Can I Put Money Into Tfsa As Canadian Working In Usa
Avoid cross-border pitfalls with TFSAs
U.Southward. taxation rules tin can lead to TFSA troubles
- By: Jacqueline Power
- July 9, 2021 July 9, 2021
- 15:11
Jacqueline Power
Canadians have taken advantage of the revenue enhancement-free savings account (TFSA) since its introduction in 2009. Yet, in that location tin be taxation consequences for Canadians who agree foreign investments in TFSAs. In addition, U.Southward. persons may face tax consequences when investing within a TFSA.
Let's first expect at your Canadian (and non-U.South.) clients and how tax tin apply to their TFSA investments.
It's possible to hold foreign investments in a TFSA and have no Canadian revenue enhancement employ on dividends paid to the account. However, withholding tax applies.

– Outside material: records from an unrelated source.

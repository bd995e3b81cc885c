use log::trace;

use super::message::Message;
use super::reader::ByteReader;
use super::{ipfix, netflow1, netflow5, netflow6, netflow7, netflow9};
use crate::error_handling::types::DecodeError;
use crate::session_management::session::Session;

/// Interprets one datagram in the context of its exporter's session.
///
/// Implementations may learn state (templates) into the session as a side
/// effect; they must not retain the payload.
pub trait WireDecoder {
    fn decode(&self, session: &mut Session, payload: &[u8]) -> Result<Message, DecodeError>;
}

/// Version-detecting decoder for NetFlow v1/5/6/7/9 and IPFIX.
#[derive(Debug, Clone, Copy, Default)]
pub struct FlowDecoder;

impl FlowDecoder {
    pub fn new() -> Self {
        Self
    }

    /// Reads the version field without consuming the payload.
    pub fn peek_version(payload: &[u8]) -> Result<u16, DecodeError> {
        ByteReader::new(payload).u16("version")
    }
}

impl WireDecoder for FlowDecoder {
    fn decode(&self, session: &mut Session, payload: &[u8]) -> Result<Message, DecodeError> {
        let version = Self::peek_version(payload)?;
        trace!("Decoding version {} payload of {} bytes", version, payload.len());
        match version {
            netflow1::VERSION => netflow1::decode(payload).map(Message::NetflowV1),
            netflow5::VERSION => netflow5::decode(payload).map(Message::NetflowV5),
            netflow6::VERSION => netflow6::decode(payload).map(Message::NetflowV6),
            netflow7::VERSION => netflow7::decode(payload).map(Message::NetflowV7),
            netflow9::VERSION => netflow9::decode(payload, session.netflow9_templates_mut())
                .map(Message::NetflowV9),
            ipfix::VERSION => {
                ipfix::decode(payload, session.ipfix_templates_mut()).map(Message::Ipfix)
            }
            other => Err(DecodeError::UnsupportedVersion(other)),
        }
    }
}
//! IPFIX (RFC 7011).
//!
//! Set 2 carries template records, set 3 options template records, and ids
//! from 256 up carry data. Unlike NetFlow v9, field specifiers may carry an
//! enterprise number and fields may be variable-length. Templates are scoped
//! by the observation domain id.

use serde::Serialize;

use super::reader::ByteReader;
use super::template::{FlowSet, Template, TemplateCache, MIN_DATA_SET_ID};
use crate::error_handling::types::DecodeError;

pub const VERSION: u16 = 10;
pub const HEADER_SIZE: usize = 16;
pub const TEMPLATE_SET_ID: u16 = 2;
pub const OPTIONS_TEMPLATE_SET_ID: u16 = 3;

#[derive(Debug, Clone, PartialEq, Eq, Serialize)]
pub struct Header {
    pub version: u16,
    pub length: u16,
    pub export_time: u32,
    pub sequence: u32,
    pub observation_domain_id: u32,
}

#[derive(Debug, Clone, PartialEq, Eq, Serialize)]
pub struct Message {
    pub header: Header,
    pub sets: Vec<FlowSet>,
}

pub fn decode(data: &[u8], templates: &mut TemplateCache) -> Result<Message, DecodeError> {
    let mut r = ByteReader::new(data);
    let header = Header {
        version: r.u16("ipfix header")?,
        length: r.u16("ipfix header")?,
        export_time: r.u32("ipfix header")?,
        sequence: r.u32("ipfix header")?,
        observation_domain_id: r.u32("ipfix header")?,
    };
    if header.version != VERSION {
        return Err(DecodeError::UnsupportedVersion(header.version));
    }
    let length = usize::from(header.length);
    if length < HEADER_SIZE {
        return Err(DecodeError::InvalidLength(format!(
            "message length {} is shorter than its header",
            length
        )));
    }
    let mut r = r.sub(length - HEADER_SIZE, "ipfix message")?;
    let domain = header.observation_domain_id;

    let mut sets = Vec::new();
    while r.remaining() >= 4 {
        let id = r.u16("set header")?;
        let set_length = usize::from(r.u16("set header")?);
        if set_length < 4 {
            return Err(DecodeError::InvalidLength(format!(
                "set {} declares length {}",
                id, set_length
            )));
        }
        let body = r.sub(set_length - 4, "set body")?;

        match id {
            TEMPLATE_SET_ID => sets.push(FlowSet::Templates {
                templates: read_templates(body, domain, templates, false)?,
            }),
            OPTIONS_TEMPLATE_SET_ID => sets.push(FlowSet::OptionsTemplates {
                templates: read_templates(body, domain, templates, true)?,
            }),
            template_id if template_id >= MIN_DATA_SET_ID => {
                let template = templates
                    .get(&(domain, template_id))
                    .ok_or(DecodeError::UnknownTemplate {
                        domain,
                        template_id,
                    })?;
                sets.push(FlowSet::Data {
                    template_id,
                    records: template.decode_records(body, true)?,
                });
            }
            _ => {}
        }
    }

    Ok(Message { header, sets })
}

/// Reads template or options template records, learning each one and
/// applying withdrawals.
fn read_templates(
    mut body: ByteReader<'_>,
    domain: u32,
    cache: &mut TemplateCache,
    options: bool,
) -> Result<Vec<Template>, DecodeError> {
    let set_id = if options {
        OPTIONS_TEMPLATE_SET_ID
    } else {
        TEMPLATE_SET_ID
    };
    let mut learned = Vec::new();
    while body.remaining() >= 4 {
        let id = body.u16("template record")?;
        let field_count = usize::from(body.u16("template record")?);

        // A withdrawal naming the set id itself drops every template in the domain.
        if id == set_id && field_count == 0 {
            cache.retain(|(d, _), _| *d != domain);
            continue;
        }
        if id < MIN_DATA_SET_ID {
            break;
        }
        if field_count == 0 {
            cache.remove(&(domain, id));
            learned.push(Template {
                id,
                scope_field_count: 0,
                fields: Vec::new(),
            });
            continue;
        }

        let scope_field_count = if options {
            let scope = usize::from(body.u16("options template record")?);
            if scope == 0 || scope > field_count {
                return Err(DecodeError::InvalidTemplate(format!(
                    "options template {} has {} scope fields of {}",
                    id, scope, field_count
                )));
            }
            scope
        } else {
            0
        };

        let template = Template {
            id,
            scope_field_count,
            fields: Template::read_fields(&mut body, field_count, true)?,
        };
        cache.insert((domain, id), template.clone());
        learned.push(template);
    }
    Ok(learned)
}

For instance, the Internal Revenue Service (IRS) generally applies withholding tax of 15% (30% in some cases) on dividends paid to a TFSA. If your client invests in a stock that pays a $400 dividend with 15% withholding tax, $340 would be deposited to their TFSA. The customer would be unable to recoup the withholding taxation in the grade of a foreign taxation credit considering no tax would be paid in Canada. This means they substantially lose a portion of the dividend.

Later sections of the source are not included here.